Credo che questo risultato dipenda da un lato dalla fortissima concorrenza dell’olio, ma dall’altro dall’ignoranza riguardo alle proprietà organolettiche e salutistiche del burro. Molti alimentaristi e dietologi ne consigliano addirittura un consumo quotidiano perché è a catena corta. L’aspetto problematico è la qualità del burro che viene commercializzato in Italia. Noi italiani, come i francesi, siamo grandi produttori di formaggi, per cui normalmente il nostro burro è conseguenza della lavorazione casearia. Negli altri Paesi europei il burro viene prodotto direttamente dalla panna del latte, come nel caso di Meggle, un aspetto fondamentale che stiamo cercando di comunicare il più possibile al consumatore.
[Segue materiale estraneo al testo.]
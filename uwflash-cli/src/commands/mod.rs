//! Command implementations.
//!
//! Each subcommand is implemented in its own module for clean separation.

pub(crate) mod completions;
pub(crate) mod info;
pub(crate) mod update;
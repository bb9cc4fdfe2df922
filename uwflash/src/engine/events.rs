//! Notifications produced by a session.

use {
    crate::error::Module,
    std::time::Duration,
};

/// Something the caller may want to show or act on.
#[derive(Debug, Clone, PartialEq, Eq)]
#[cfg_attr(feature = "serde", derive(serde::Serialize))]
pub enum SessionEvent {
    /// Human-readable description of the current step.
    Action(String),
    /// Progress of the current erase/write (`task`) and through the file
    /// (`overall`), in percent.
    Progress {
        /// Current erase or write block.
        task: Option<u8>,
        /// Position in the upgrade file.
        overall: Option<u8>,
    },
    /// A failure, reported once before [`SessionEvent::Finished`].
    Error {
        /// Component the failure came from.
        module: Module,
        /// Description of the failure.
        message: String,
    },
    /// The session became active or inactive.
    Active(bool),
    /// The session ended.
    Finished {
        /// Whether the update completed.
        success: bool,
        /// Time from the first bootloader command to the end.
        elapsed_ms: u64,
    },
    /// The serial device was renamed by the OS during bootloader entry.
    PortRenamed(String),
}

/// Timer periods and limits of a session.
#[derive(Debug, Clone, Copy, PartialEq, Eq)]
pub struct Timing {
    /// Time allowed for a response to a command.
    pub command_timeout: Duration,
    /// Interval between CTS checks.
    pub device_ready_interval: Duration,
    /// CTS checks before giving up.
    pub device_ready_checks: u32,
    /// BREAK pulse length for the pre-update reboot.
    pub break_pulse: Duration,
    /// Wait after a baud rate change before reopening the port.
    pub baud_change_delay: Duration,
    /// Wait after the reboot request before the session completes.
    pub restart_delay: Duration,
    /// Line speed share assumed when scaling the data timeout, in percent.
    pub spread_factor: u64,
}

impl Default for Timing {
    fn default() -> Self {
        Self {
            command_timeout: Duration::from_millis(2000),
            device_ready_interval: Duration::from_millis(250),
            device_ready_checks: 20,
            break_pulse: Duration::from_millis(80),
            baud_change_delay: Duration::from_millis(300),
            restart_delay: Duration::from_millis(250),
            spread_factor: 80,
        }
    }
}

impl Timing {
    /// Timeout for the acknowledgement of a data chunk of `len` bytes.
    ///
    /// Grows with the transfer time of the chunk at `baud`, counted in
    /// whole seconds.
    pub fn data_timeout(&self, len: usize, baud: u32) -> Duration {
        let bytes_per_second = (u64::from(baud) / 10).max(1);
        let seconds = (len as u64 / bytes_per_second) * 100 / self.spread_factor.max(1);
        self.command_timeout + Duration::from_secs(seconds)
    }
}

/// Summary of a completed update.
#[derive(Debug, Clone, PartialEq, Eq)]
pub struct UpdateOutcome {
    /// Time from the first bootloader command to completion.
    pub elapsed: Duration,
    /// Bootloader version text.
    pub bootloader_version: Option<String>,
    /// Baud rate at the end of the session.
    pub baud_rate: u32,
    /// Port name at the end of the session.
    pub port_name: String,
    /// Whether the module was told to reboot into the application.
    pub rebooted: bool,
}

#[cfg(test)]
mod tests {
    use super::*;

    #[test]
    fn test_data_timeout_small_chunk() {
        let timing = Timing::default();
        assert_eq!(timing.data_timeout(252, 115200), Duration::from_millis(2000));
    }

    #[test]
    fn test_data_timeout_scales_with_slow_link() {
        let timing = Timing::default();
        // 4800 bytes at 960 bytes/s: 5 s on the wire, 6 s with spread
        assert_eq!(timing.data_timeout(4800, 9600), Duration::from_millis(8000));
    }
}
A mio parere c’è ancora ampio spazio per far conoscere le proprietà e la qualità del burro: come spesso capita, si tratta di un fattore culturale.

In un mercato come quello italiano è possibile trovare il giusto equilibrio tra qualità del prodotto e prezzo e marginalità?
In generale in tutti i mercati prevale l’idea generale che se un prodotto ha un prezzo basso non lo si può identificare con un prodotto qualitativo. Noi proponiamo tutti i nostri prodotti a un prezzo medio e accessibile puntando sull’alta qualità. Direi che come prezzo siamo nella media del mercato, e come qualità siamo nella fascia alta. Chi ci assaggia tende a riconoscerci: abbiamo un altissimo livello di fidelizzazione sui nostri prodotti.

Dove sta allora il problema?
Il punto debole di tutta la filiera, non solo nostro ma di tutti i produttori di burro, è che ci sono poche risorse per fare comunicazione, specie quella televisiva. In più l’andamento della materia prima, che ha subìto un enorme abbassamento negli ultimi tempi, sicuramente non ci favorisce e questo sarà uno dei problemi anche nel 2016.

La strategia per il 2016 su che cosa punterà?
Punteremo da un lato sul brand, facendoci conoscere sempre di più, investendo quello che potremo in comunicazione e su iniziative di in store promotion che prevedano l’assaggio dei nostri prodotti. Dall’altro lato punteremo maggiormente sulle nostre specialità che vanno a coprire segmenti di prodotto tipo i “senza lattosio” o i “senza glutine” e così via. Continueremo a valorizzare il nostro essere un’azienda italiana che opera con prodotti di alta qualità. Ampliaremo a breve la gamma del “senza lattosio” con la panna montata. Altro tassello della strategia 2016 sarà quello di continuare senza esasperazione ad offrirci come collaboratori molto credibili sulle private label perché ragioniamo tra connazionali, conoscendo bene le esigenze del nostro mercato e affrontando sia le opportunità che le problematiche.